Task prompt
Please copy out the lines in the entries that contain "toml".

Segment Start: Input data

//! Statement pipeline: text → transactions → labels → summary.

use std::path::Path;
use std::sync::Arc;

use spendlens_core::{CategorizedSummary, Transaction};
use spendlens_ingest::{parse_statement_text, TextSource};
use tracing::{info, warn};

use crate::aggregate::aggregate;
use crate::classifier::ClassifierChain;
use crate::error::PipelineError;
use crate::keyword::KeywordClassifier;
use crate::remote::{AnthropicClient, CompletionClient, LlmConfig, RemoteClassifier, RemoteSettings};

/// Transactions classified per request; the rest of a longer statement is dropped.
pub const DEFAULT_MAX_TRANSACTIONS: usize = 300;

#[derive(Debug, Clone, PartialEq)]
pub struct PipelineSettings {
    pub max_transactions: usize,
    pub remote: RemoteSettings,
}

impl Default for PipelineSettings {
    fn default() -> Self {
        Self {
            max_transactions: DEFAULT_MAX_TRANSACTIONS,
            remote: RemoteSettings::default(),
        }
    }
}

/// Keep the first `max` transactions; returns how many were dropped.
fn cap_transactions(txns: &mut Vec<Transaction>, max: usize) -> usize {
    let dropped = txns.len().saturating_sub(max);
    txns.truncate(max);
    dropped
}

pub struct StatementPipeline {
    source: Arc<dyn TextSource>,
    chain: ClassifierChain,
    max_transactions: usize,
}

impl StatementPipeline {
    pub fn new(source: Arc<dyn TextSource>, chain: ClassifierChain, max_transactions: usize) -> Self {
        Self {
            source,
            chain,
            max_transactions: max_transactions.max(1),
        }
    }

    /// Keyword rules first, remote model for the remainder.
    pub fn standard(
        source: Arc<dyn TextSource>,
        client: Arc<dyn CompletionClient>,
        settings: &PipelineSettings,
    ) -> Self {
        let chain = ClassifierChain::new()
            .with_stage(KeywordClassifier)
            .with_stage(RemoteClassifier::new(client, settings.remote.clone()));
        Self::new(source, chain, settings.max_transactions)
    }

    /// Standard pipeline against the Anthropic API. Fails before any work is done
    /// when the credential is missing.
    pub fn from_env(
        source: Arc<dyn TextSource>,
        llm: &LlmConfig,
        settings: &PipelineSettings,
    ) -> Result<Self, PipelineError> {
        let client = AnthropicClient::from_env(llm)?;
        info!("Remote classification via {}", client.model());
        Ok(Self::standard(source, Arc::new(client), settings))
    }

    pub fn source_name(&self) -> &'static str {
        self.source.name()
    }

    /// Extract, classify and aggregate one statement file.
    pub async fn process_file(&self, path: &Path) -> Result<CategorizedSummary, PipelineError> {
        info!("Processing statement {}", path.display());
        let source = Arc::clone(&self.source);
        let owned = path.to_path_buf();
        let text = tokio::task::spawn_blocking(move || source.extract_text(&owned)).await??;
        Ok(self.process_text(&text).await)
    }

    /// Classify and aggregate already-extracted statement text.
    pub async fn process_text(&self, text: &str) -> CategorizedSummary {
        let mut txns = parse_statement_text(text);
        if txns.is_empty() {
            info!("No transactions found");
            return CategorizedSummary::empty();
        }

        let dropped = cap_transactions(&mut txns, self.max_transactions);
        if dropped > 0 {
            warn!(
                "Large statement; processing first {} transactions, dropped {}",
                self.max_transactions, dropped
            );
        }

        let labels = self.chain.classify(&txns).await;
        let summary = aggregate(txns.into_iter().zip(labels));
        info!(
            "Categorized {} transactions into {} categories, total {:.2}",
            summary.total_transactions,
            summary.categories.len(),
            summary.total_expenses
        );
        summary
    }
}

Segment End: Input data
Segment Start: Input data

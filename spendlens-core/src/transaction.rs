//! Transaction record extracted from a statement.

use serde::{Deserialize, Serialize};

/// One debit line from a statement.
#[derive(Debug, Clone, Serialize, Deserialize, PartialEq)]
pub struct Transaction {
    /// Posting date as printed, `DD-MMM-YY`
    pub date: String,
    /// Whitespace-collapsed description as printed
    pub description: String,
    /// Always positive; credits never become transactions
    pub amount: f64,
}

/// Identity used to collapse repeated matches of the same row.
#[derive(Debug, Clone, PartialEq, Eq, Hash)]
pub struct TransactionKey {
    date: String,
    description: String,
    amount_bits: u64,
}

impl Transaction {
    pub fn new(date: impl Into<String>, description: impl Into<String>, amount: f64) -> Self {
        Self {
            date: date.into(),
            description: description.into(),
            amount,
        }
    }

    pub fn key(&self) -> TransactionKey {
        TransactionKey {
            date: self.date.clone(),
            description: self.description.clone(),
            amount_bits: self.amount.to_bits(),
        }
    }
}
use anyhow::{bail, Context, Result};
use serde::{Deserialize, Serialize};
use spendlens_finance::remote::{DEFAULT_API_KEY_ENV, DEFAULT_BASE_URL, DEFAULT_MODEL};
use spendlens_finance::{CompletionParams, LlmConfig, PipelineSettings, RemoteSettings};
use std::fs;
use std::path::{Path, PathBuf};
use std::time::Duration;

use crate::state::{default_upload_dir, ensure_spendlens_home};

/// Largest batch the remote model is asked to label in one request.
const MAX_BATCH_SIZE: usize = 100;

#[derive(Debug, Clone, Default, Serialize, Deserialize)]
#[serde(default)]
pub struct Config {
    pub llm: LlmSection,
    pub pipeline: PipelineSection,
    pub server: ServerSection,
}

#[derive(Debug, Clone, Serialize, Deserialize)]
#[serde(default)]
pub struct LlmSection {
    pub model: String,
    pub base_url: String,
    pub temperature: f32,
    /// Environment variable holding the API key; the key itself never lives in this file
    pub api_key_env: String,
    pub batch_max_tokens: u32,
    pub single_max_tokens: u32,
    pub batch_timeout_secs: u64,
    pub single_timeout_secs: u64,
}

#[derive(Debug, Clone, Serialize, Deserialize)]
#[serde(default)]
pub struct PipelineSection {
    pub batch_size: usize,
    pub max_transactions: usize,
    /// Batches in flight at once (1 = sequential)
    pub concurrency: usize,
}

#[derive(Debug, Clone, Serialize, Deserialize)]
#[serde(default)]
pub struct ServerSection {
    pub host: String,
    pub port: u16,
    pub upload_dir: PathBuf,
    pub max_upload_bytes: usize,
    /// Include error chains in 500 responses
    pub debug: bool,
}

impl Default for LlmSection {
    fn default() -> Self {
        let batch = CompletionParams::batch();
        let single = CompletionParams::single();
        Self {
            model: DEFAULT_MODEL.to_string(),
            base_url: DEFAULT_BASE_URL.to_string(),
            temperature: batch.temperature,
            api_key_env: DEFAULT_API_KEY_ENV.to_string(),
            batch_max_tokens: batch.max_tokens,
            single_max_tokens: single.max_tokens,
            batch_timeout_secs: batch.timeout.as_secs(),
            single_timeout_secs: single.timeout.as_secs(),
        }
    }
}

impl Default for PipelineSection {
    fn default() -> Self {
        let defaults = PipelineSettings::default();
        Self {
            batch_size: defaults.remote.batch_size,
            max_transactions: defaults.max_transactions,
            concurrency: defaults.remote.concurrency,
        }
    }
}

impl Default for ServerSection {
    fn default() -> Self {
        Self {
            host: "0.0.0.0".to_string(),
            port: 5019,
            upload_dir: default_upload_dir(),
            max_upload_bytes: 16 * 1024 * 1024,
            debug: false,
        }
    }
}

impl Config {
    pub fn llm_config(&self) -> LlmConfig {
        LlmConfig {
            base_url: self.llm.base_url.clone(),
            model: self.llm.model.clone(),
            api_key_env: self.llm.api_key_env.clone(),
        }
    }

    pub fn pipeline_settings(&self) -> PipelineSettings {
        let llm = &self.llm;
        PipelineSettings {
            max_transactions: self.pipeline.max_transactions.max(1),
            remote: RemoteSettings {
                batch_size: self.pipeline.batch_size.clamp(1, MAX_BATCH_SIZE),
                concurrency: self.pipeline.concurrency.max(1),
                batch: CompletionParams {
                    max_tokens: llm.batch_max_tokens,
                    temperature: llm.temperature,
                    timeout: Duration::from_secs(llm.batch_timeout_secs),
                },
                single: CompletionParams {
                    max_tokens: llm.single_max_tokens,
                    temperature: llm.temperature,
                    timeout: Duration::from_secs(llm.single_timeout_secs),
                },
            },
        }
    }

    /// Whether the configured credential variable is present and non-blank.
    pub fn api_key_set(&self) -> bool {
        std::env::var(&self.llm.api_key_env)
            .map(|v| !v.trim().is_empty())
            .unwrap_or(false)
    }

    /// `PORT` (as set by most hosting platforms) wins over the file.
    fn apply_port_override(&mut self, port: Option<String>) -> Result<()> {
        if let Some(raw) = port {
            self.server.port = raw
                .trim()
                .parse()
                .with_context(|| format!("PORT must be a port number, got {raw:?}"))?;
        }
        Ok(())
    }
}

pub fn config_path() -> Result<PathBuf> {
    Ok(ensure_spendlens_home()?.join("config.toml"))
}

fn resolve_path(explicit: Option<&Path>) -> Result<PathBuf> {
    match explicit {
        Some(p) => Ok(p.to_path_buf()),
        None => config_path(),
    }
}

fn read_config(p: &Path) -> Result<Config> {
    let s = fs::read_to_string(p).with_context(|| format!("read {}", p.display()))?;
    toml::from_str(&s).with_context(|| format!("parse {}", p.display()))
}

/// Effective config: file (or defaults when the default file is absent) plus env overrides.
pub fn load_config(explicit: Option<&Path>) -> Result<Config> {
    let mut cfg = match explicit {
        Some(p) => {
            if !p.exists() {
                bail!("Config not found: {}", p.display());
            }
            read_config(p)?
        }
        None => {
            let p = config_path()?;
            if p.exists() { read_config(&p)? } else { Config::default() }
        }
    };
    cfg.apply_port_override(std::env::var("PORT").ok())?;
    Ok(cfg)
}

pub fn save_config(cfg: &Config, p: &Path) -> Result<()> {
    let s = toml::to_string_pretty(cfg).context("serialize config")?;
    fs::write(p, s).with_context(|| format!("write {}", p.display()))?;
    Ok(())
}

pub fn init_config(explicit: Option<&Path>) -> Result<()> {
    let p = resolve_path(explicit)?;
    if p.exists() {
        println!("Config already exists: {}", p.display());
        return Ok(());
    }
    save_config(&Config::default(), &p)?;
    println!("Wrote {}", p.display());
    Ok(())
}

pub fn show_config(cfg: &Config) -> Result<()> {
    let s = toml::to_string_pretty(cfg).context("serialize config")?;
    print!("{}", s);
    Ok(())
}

Segment End: Input data

Answer section
    Ok(ensure_spendlens_home()?.join("config.toml"))
    toml::from_str(&s).with_context(|| format!("parse {}", p.display()))
    let s = toml::to_string_pretty(cfg).context("serialize config")?;
    let s = toml::to_string_pretty(cfg).context("serialize config")?;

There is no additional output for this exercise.